Around 20 days ago, I decided to conduct tests on an Intelbras device in search of potential vulnerabilities. It was during this process that I identified an authentication flaw. Following a successful authentication, it is possible to intercept the hash of the correct password, even when submitting a payload with an incorrect password.

The tested device was the “Roteador ACtion RF 1200” with firmware version 1.2.2, the latest available at that time.

Here are the details of the Proof of Concept (POC):

Step 1: Perform authentication with the correct username and password

To exploit the vulnerability, the browser needs to have authenticated at least once, regardless of the timeframe.

Step 2: Intercepting an authentication with an incorrect password payload

Now, we need to intercept an attempt to log in with a random password; I’ll test it with the password “123456”. Shortly after, we’ll observe that the intercepted request exposes the hash of the correct password.

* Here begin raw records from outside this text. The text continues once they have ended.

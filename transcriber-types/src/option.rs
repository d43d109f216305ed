use serde::{Deserialize, Serialize};

/// A name/value configuration pair forwarded verbatim to the engine at load
/// time. The session layer never interprets option semantics; names such as
/// `skip_transcription` are engine conventions, not part of this crate's
/// contract.
#[derive(Debug, Clone, PartialEq, Eq, Serialize, Deserialize)]
pub struct TranscriberOption {
    pub name: String,
    pub value: String,
}

impl TranscriberOption {
    pub fn new(name: impl Into<String>, value: impl Into<String>) -> Self {
        Self {
            name: name.into(),
            value: value.into(),
        }
    }
}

Now, we need to change the hash in the password field to the hash exposed in the cookie. Pay attention; in addition to the hash, it includes 6 extra characters that should be ignored.

After releasing the request, we will be logged into the device even without knowing the password.

POC Video

https://www.youtube.com/watch?v=-r0TWJq55DU

Conclusão

With this, we can authenticate without knowing the correct password. It’s also possible to sniff network traffic using tcpdump or Wireshark and capture the hash. The vulnerability has been reported to the manufacturer, who has acknowledged it and committed to addressing the issue by releasing a new firmware version.